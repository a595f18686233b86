//! Integration tests for Graphfold
//!
//! These tests run the built binary against snapshot files.

use std::path::Path;
use std::process::{Command, Output};
use tempfile::TempDir;

fn graphfold(args: &[&str]) -> Output {
    Command::new(env!("CARGO_BIN_EXE_graphfold"))
        .args(args)
        .output()
        .expect("Failed to execute graphfold")
}

/// Five nodes with nodes 1 and 3 hidden; node 0 sits directly above node 2.
fn write_snapshot(dir: &Path) -> String {
    let snapshot = serde_json::json!({
        "nodes": ["usual", "usual", "usual", "unmatched", "usual"],
        "edges": [
            { "up": 0, "down": 1 },
            { "up": 0, "down": 2 },
            { "up": 1, "down": 2, "type": "dotted" },
            { "up": 2, "down": 4 }
        ],
        "hidden": [1, 3],
        "layout": {
            "ranks": [0, 1, 2, 3, 4],
            "heads": [0, 0, 0, 3, 3]
        }
    });
    let path = dir.join("graph.json");
    std::fs::write(&path, serde_json::to_string_pretty(&snapshot).unwrap()).unwrap();
    path.to_string_lossy().into_owned()
}

#[test]
fn test_cli_help() {
    let output = graphfold(&["--help"]);
    let stdout = String::from_utf8_lossy(&output.stdout);
    assert!(output.status.success());
    assert!(stdout.contains("compacted visible subgraph"));
}

#[test]
fn test_show_compacted_view() {
    let temp_dir = TempDir::new().unwrap();
    let snapshot = write_snapshot(temp_dir.path());

    let output = graphfold(&["show", &snapshot]);
    assert!(output.status.success(), "{}", String::from_utf8_lossy(&output.stderr));
    let stdout = String::from_utf8_lossy(&output.stdout);
    assert!(stdout.contains("visible 3 of 5 nodes"));

    let rows: Vec<&str> = stdout.lines().skip(2).collect();
    assert_eq!(rows.len(), 3);
    // Node 2 is short index 1 with node 0 above it and node 4 below it.
    assert!(rows[1].starts_with("1 "));
    assert!(rows[1].contains("#2"));
    assert!(rows[1].ends_with(&format!("{:<12} {}", "[0]", "[2]")));
}

#[test]
fn test_show_after_reveal_and_hide() {
    let temp_dir = TempDir::new().unwrap();
    let snapshot = write_snapshot(temp_dir.path());

    let output = graphfold(&["show", &snapshot, "--reveal", "1", "--reveal", "3", "--hide", "4"]);
    assert!(output.status.success(), "{}", String::from_utf8_lossy(&output.stderr));
    let stdout = String::from_utf8_lossy(&output.stdout);
    assert!(stdout.contains("visible 4 of 5 nodes"));
    assert!(stdout.contains("unmatched"));
}

#[test]
fn test_check_with_config() {
    let temp_dir = TempDir::new().unwrap();
    let snapshot = write_snapshot(temp_dir.path());
    let config = temp_dir.path().join("graphfold.toml");
    std::fs::write(&config, "block_size = 2\n").unwrap();

    let output = graphfold(&["--config", &config.to_string_lossy(), "check", &snapshot]);
    assert!(output.status.success(), "{}", String::from_utf8_lossy(&output.stderr));
    let stdout = String::from_utf8_lossy(&output.stdout);
    assert!(stdout.contains("ok: 5 nodes, 3 visible, block size 2"));
}

#[test]
fn test_show_rejects_unknown_node() {
    let temp_dir = TempDir::new().unwrap();
    let snapshot = write_snapshot(temp_dir.path());

    let output = graphfold(&["show", &snapshot, "--hide", "42"]);
    assert!(!output.status.success());
}

#[test]
fn test_missing_snapshot_fails() {
    let temp_dir = TempDir::new().unwrap();
    let missing = temp_dir.path().join("absent.json");

    let output = graphfold(&["check", &missing.to_string_lossy()]);
    assert!(!output.status.success());
}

· · · ·

PROBLEM TO SOLVE ->
Recopy the entries above in their entirety, exactly.

WRITTEN REPLY ->
repository a595f18686233b86
//! Integration tests for Graphfold
//!
//! These tests run the built binary against snapshot files.

use std::path::Path;
use std::process::{Command, Output};
use tempfile::TempDir;

fn graphfold(args: &[&str]) -> Output {
    Command::new(env!("CARGO_BIN_EXE_graphfold"))
        .args(args)
        .output()
        .expect("Failed to execute graphfold")
}

/// Five nodes with nodes 1 and 3 hidden; node 0 sits directly above node 2.
fn write_snapshot(dir: &Path) -> String {
    let snapshot = serde_json::json!({
        "nodes": ["usual", "usual", "usual", "unmatched", "usual"],
        "edges": [
            { "up": 0, "down": 1 },
            { "up": 0, "down": 2 },
            { "up": 1, "down": 2, "type": "dotted" },
            { "up": 2, "down": 4 }
        ],
        "hidden": [1, 3],
        "layout": {
            "ranks": [0, 1, 2, 3, 4],
            "heads": [0, 0, 0, 3, 3]
        }
    });
    let path = dir.join("graph.json");
    std::fs::write(&path, serde_json::to_string_pretty(&snapshot).unwrap()).unwrap();
    path.to_string_lossy().into_owned()
}

#[test]
fn test_cli_help() {
    let output = graphfold(&["--help"]);
    let stdout = String::from_utf8_lossy(&output.stdout);
    assert!(output.status.success());
    assert!(stdout.contains("compacted visible subgraph"));
}

#[test]
fn test_show_compacted_view() {
    let temp_dir = TempDir::new().unwrap();
    let snapshot = write_snapshot(temp_dir.path());

    let output = graphfold(&["show", &snapshot]);
    assert!(output.status.success(), "{}", String::from_utf8_lossy(&output.stderr));
    let stdout = String::from_utf8_lossy(&output.stdout);
    assert!(stdout.contains("visible 3 of 5 nodes"));

    let rows: Vec<&str> = stdout.lines().skip(2).collect();
    assert_eq!(rows.len(), 3);
    // Node 2 is short index 1 with node 0 above it and node 4 below it.
    assert!(rows[1].starts_with("1 "));
    assert!(rows[1].contains("#2"));
    assert!(rows[1].ends_with(&format!("{:<12} {}", "[0]", "[2]")));
}

#[test]
fn test_show_after_reveal_and_hide() {
    let temp_dir = TempDir::new().unwrap();
    let snapshot = write_snapshot(temp_dir.path());

    let output = graphfold(&["show", &snapshot, "--reveal", "1", "--reveal", "3", "--hide", "4"]);
    assert!(output.status.success(), "{}", String::from_utf8_lossy(&output.stderr));
    let stdout = String::from_utf8_lossy(&output.stdout);
    assert!(stdout.contains("visible 4 of 5 nodes"));
    assert!(stdout.contains("unmatched"));
}

#[test]
fn test_check_with_config() {
    let temp_dir = TempDir::new().unwrap();
    let snapshot = write_snapshot(temp_dir.path());
    let config = temp_dir.path().join("graphfold.toml");
    std::fs::write(&config, "block_size = 2\n").unwrap();

    let output = graphfold(&["--config", &config.to_string_lossy(), "check", &snapshot]);
    assert!(output.status.success(), "{}", String::from_utf8_lossy(&output.stderr));
    let stdout = String::from_utf8_lossy(&output.stdout);
    assert!(stdout.contains("ok: 5 nodes, 3 visible, block size 2"));
}

#[test]
fn test_show_rejects_unknown_node() {
    let temp_dir = TempDir::new().unwrap();
    let snapshot = write_snapshot(temp_dir.path());

    let output = graphfold(&["show", &snapshot, "--hide", "42"]);
    assert!(!output.status.success());
}

#[test]
fn test_missing_snapshot_fails() {
    let temp_dir = TempDir::new().unwrap();
    let missing = temp_dir.path().join("absent.json");

    let output = graphfold(&["check", &missing.to_string_lossy()]);
    assert!(!output.status.success());
}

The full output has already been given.